Successful Career of Former Hedge Fund Manager Paul Mampilly

Paul Mampilly is a prominent businessman and former investment expert recognized for winning the prestigious Templeton Foundation Investment award. Currently, Paul is the founder of Profits Unlimited, an investment newsletter that guides subscribers which stocks are likely to shoot higher. During a recent interview on Ideamensch, Paul Mampilly said he felt Wall Street was not able to address all the needs of investors. Using the skills and expertise he learned on Wall Street, Paul is able to help investors from all backgrounds. He believes through his firm, he can serve all people who want to invest because it is affordable. Follow Paul on Facebook.

On a typical day, Paul Mampilly starts by checking out all the market news, the global markets as well as the U.S. and Canada markets. Then he searches specific companies’ news he is tracking.
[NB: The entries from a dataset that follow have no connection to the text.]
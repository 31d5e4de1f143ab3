mod api;
mod scraper;
mod storage;

use std::path::PathBuf;
use std::time::Instant;

use clap::Parser;

#[derive(Parser)]
#[command(
    name = "wiki_scraper",
    about = "Scrape wiki page metadata and raw text over an incremental page ID range"
)]
struct Cli {
    /// First page ID (inclusive)
    start_page_id: u64,

    /// Last page ID (exclusive)
    end_page_id: u64,

    /// Maximum retry attempts per page
    #[arg(long, default_value_t = 5)]
    max_retries: u32,

    /// Output CSV file
    #[arg(long, default_value = "output.csv")]
    output: PathBuf,

    /// Folder to store raw page content
    #[arg(long, default_value = "pages")]
    output_folder: PathBuf,

    /// Site language subdomain (e.g. "it" for it.vikidia.org)
    #[arg(long, default_value = "it")]
    lang: String,
}

#[tokio::main]
async fn main() -> anyhow::Result<()> {
    tracing_subscriber::fmt()
        .with_env_filter(
            tracing_subscriber::EnvFilter::try_from_default_env()
                .unwrap_or_else(|_| "info".into()),
        )
        .init();

    let t0 = Instant::now();
    let cli = Cli::parse();

    let mut config = scraper::ScrapeConfig::for_language(&cli.lang);
    config.max_retries = cli.max_retries;
    config.output_folder = cli.output_folder;

    let client = scraper::build_client()?;
    let (records, stats) =
        scraper::run(&client, &config, cli.start_page_id, cli.end_page_id).await?;

    println!(
        "Done: {} ids ({} scraped, {} missing, {} skipped, {} files saved).",
        stats.total, stats.scraped, stats.missing, stats.skipped, stats.saved
    );

    storage::export_csv(&records, &cli.output)?;

    let elapsed = t0.elapsed();
    if elapsed.as_secs() >= 1 {
        println!("\nDone in {}", format_duration(elapsed));
    }

    Ok(())
}

fn format_duration(d: std::time::Duration) -> String {
    let secs = d.as_secs();
    if secs < 60 {
        format!("{:.1}s", d.as_secs_f64())
    } else if secs < 3600 {
        format!("{}m {}s", secs / 60, secs % 60)
    } else {
        format!("{}h {}m {}s", secs / 3600, (secs % 3600) / 60, secs % 60)
    }
}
Basically, Paul explains that he first analyzes the industry news before proceeding to do other things. Paul brings ideas to reality through extensive research and analysis with his team. Before writing his recommendation on any stock, it must have gone through an extensive research of between 30 to 40 hours. The investor does not miss out any information released that could have effect on the market.
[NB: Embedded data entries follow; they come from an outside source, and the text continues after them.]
use anyhow::{bail, Context, Result};
use std::fs;
use std::path::{Path, PathBuf};
use tracing::{debug, warn};

/// Outcome of deleting consumed input files
#[derive(Debug, Default, Clone, Copy, PartialEq, Eq)]
pub struct Removal {
    pub removed: usize,
    pub failed: usize,
}

pub fn require_dir(dir: &Path) -> Result<()> {
    if !dir.is_dir() {
        bail!("Input directory does not exist: {}", dir.display());
    }
    Ok(())
}

pub fn require_file(path: &Path) -> Result<()> {
    if !path.is_file() {
        bail!("Input file does not exist: {}", path.display());
    }
    Ok(())
}

fn is_csv(path: &Path) -> bool {
    path.extension()
        .is_some_and(|ext| ext.eq_ignore_ascii_case("csv"))
}

/// Lists `.csv` files (any case) directly inside `dir`, sorted by file name.
pub fn list_csv_files(dir: &Path) -> Result<Vec<PathBuf>> {
    require_dir(dir)?;

    let mut files = Vec::new();
    for entry in
        fs::read_dir(dir).with_context(|| format!("Failed to list: {}", dir.display()))?
    {
        let entry = entry.with_context(|| format!("Failed to list: {}", dir.display()))?;
        let path = entry.path();
        if path.is_file() && is_csv(&path) {
            files.push(path);
        }
    }
    files.sort_by(|a, b| a.file_name().cmp(&b.file_name()));

    debug!(dir = %dir.display(), count = files.len(), "Listed CSV inputs");
    Ok(files)
}

/// Deletes consumed inputs, skipping any path that is also in `keep`.
///
/// Failures are logged and counted; already written outputs are left in place.
pub fn remove_sources(paths: &[PathBuf], keep: &[PathBuf]) -> Removal {
    let mut removal = Removal::default();
    for path in paths {
        if keep.iter().any(|k| k == path) {
            debug!(path = %path.display(), "Not removing input overwritten by output");
            continue;
        }
        match fs::remove_file(path) {
            Ok(()) => removal.removed += 1,
            Err(e) => {
                warn!(path = %path.display(), error = %e, "Failed to remove input file");
                removal.failed += 1;
            }
        }
    }
    removal
}

#[cfg(test)]
mod tests {
    use super::*;
    use tempfile::TempDir;

    #[test]
    fn lists_csv_files_sorted_case_insensitive() -> Result<()> {
        let dir = TempDir::new()?;
        for name in ["b.csv", "A.CSV", "c.Csv", "notes.txt", "csv"] {
            fs::write(dir.path().join(name), "h\n")?;
        }
        fs::create_dir(dir.path().join("nested.csv"))?;

        let names: Vec<String> = list_csv_files(dir.path())?
            .iter()
            .map(|p| p.file_name().unwrap().to_string_lossy().into_owned())
            .collect();
        assert_eq!(names, vec!["A.CSV", "b.csv", "c.Csv"]);
        Ok(())
    }

    #[test]
    fn missing_dir_is_an_error() {
        let dir = TempDir::new().unwrap();
        assert!(list_csv_files(&dir.path().join("absent")).is_err());
    }

    #[test]
    fn remove_sources_keeps_outputs_and_counts_failures() -> Result<()> {
        let dir = TempDir::new()?;
        let a = dir.path().join("a.csv");
        let b = dir.path().join("b.csv");
        let gone = dir.path().join("gone.csv");
        fs::write(&a, "x")?;
        fs::write(&b, "x")?;

        let removal = remove_sources(&[a.clone(), b.clone(), gone], &[b.clone()]);
        assert_eq!(removal, Removal { removed: 1, failed: 1 });
        assert!(!a.exists());
        assert!(b.exists());
        Ok(())
    }
}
Career Profile of Paul Mampilly

Paul Mampilly was born and brought up in India, but later moved to the U.S. as a young man and joined Wall Street. Mampilly began his career at Deutsche Bank in 1991. Later, Paul worked for Bankers Trust and ING, where he managed their multi-million dollar accounts. The investor also managed accounts for Swiss bank, Sears and the Royal Bank of Scotland. Eventually, Paul was hired by Kinetics International Fund to manage a $6 billion hedge fund.
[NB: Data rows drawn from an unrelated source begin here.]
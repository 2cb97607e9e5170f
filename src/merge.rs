use crate::config::CSV_SUFFIX;
use crate::output::write_lines;
use crate::progress::file_progress;
use crate::prompt::{output_file_name, Prompt};
use crate::sources::{list_csv_files, remove_sources, Removal};
use anyhow::Result;
use std::fs;
use std::path::PathBuf;
use tracing::{debug, info, warn};

pub struct MergeConfig {
    pub input_dir: PathBuf,
    pub default_output: String,
    pub output_name: Option<String>,
    pub keep_inputs: bool,
    pub dry_run: bool,
}

#[derive(Debug, Default)]
pub struct MergeReport {
    pub files: usize,
    pub unreadable: usize,
    pub data_lines: usize,
    pub output: Option<PathBuf>,
    pub removal: Removal,
}

/// One header line followed by the data lines of every input, in order.
#[derive(Debug, Default, PartialEq, Eq)]
pub struct MergedDocument {
    pub header: Option<String>,
    pub rows: Vec<String>,
}

impl MergedDocument {
    /// Appends one file's content.
    ///
    /// The first file with at least one line supplies the header verbatim; the
    /// first line of every later file is dropped. Data lines are trimmed and
    /// blank ones skipped. Columns are not compared across files.
    pub fn push_file(&mut self, content: &str) {
        let mut lines = content.lines();
        let Some(first) = lines.next() else {
            return;
        };
        if self.header.is_none() {
            self.header = Some(first.to_string());
        }
        self.rows.extend(
            lines
                .map(str::trim)
                .filter(|line| !line.is_empty())
                .map(str::to_string),
        );
    }

    pub fn lines(&self) -> Vec<&str> {
        self.header
            .iter()
            .chain(self.rows.iter())
            .map(String::as_str)
            .collect()
    }
}

/// Concatenates every CSV file in the merge directory under the first file's
/// header. Unreadable files are logged and left out; they are not deleted.
pub fn run_merge(config: &MergeConfig, prompt: &mut dyn Prompt) -> Result<MergeReport> {
    let files = list_csv_files(&config.input_dir)?;
    info!(files = files.len(), "Merging CSV files");

    let mut report = MergeReport {
        files: files.len(),
        ..Default::default()
    };
    let mut document = MergedDocument::default();
    let mut consumed = Vec::with_capacity(files.len());

    let pb = file_progress(files.len(), "Merge");
    for path in &files {
        pb.set_message(path.display().to_string());
        match fs::read_to_string(path) {
            Ok(content) => {
                let before = document.rows.len();
                document.push_file(&content);
                debug!(
                    path = %path.display(),
                    rows = document.rows.len() - before,
                    "Merged file"
                );
                consumed.push(path.clone());
            }
            Err(e) => {
                warn!(path = %path.display(), error = %e, "Failed to read file, skipping");
                report.unreadable += 1;
            }
        }
        pb.inc(1);
    }
    pb.finish_and_clear();

    report.data_lines = document.rows.len();
    if document.rows.is_empty() {
        println!("No data rows found in {}", config.input_dir.display());
        return Ok(report);
    }
    if config.dry_run {
        info!(rows = report.data_lines, "Dry run, nothing written or removed");
        return Ok(report);
    }

    let file_name = output_file_name(
        prompt,
        config.output_name.as_deref(),
        &config.default_output,
        CSV_SUFFIX,
    )?;
    let output = config.input_dir.join(file_name);
    write_lines(&output, &document.lines())?;
    info!(output = %output.display(), rows = report.data_lines, "Merged file written");

    if !config.keep_inputs {
        report.removal = remove_sources(&consumed, std::slice::from_ref(&output));
    }
    report.output = Some(output);
    Ok(report)
}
Under the leadership of Paul, the fund rose to $25 billion and was recognized by Barron’s for its average annual returns of 26%. During an investment competition organized by the Templeton Foundation, Paul managed to grow an investment of $50 million to $88 million within one year. After retiring from Wall Street, Paul decided to focus on helping ordinary people, instead of continuing to help ultra rich make more money.